Items from a data source
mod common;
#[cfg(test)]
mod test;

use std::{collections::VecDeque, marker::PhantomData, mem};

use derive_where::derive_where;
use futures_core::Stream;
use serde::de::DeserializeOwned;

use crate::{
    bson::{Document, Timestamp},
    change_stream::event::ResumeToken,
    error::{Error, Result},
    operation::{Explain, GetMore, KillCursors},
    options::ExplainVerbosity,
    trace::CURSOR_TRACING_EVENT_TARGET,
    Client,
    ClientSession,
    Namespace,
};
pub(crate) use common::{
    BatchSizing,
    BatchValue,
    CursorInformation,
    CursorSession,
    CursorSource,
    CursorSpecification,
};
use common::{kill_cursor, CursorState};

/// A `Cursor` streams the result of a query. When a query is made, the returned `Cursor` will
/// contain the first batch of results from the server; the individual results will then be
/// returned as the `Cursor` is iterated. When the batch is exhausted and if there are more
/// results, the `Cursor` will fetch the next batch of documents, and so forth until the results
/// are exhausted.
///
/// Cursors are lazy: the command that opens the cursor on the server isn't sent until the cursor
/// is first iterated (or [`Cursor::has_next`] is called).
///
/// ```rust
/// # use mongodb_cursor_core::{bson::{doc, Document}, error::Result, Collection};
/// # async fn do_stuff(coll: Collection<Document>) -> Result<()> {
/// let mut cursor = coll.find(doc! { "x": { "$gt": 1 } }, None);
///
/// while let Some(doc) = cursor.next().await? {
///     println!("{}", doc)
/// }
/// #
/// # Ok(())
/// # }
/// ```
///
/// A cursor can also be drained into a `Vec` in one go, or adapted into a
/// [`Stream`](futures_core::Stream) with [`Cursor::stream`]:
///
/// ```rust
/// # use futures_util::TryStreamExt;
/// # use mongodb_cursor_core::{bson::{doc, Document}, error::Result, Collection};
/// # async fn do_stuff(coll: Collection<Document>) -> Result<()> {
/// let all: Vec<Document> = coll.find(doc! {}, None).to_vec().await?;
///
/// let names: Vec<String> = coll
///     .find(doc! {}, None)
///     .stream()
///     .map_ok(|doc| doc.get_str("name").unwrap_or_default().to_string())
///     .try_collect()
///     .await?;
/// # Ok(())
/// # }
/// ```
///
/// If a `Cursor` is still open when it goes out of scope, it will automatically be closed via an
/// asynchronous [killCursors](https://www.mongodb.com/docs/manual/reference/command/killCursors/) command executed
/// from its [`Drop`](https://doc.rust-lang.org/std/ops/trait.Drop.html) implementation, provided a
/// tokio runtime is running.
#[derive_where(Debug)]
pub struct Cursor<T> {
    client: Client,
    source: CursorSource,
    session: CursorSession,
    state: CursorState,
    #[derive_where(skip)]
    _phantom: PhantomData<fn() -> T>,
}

Task description - Each line in the data that holds the string "iterated" must be returned.

Finished exercise -
/// returned as the `Cursor` is iterated. When the batch is exhausted and if there are more
/// is first iterated (or [`Cursor::has_next`] is called).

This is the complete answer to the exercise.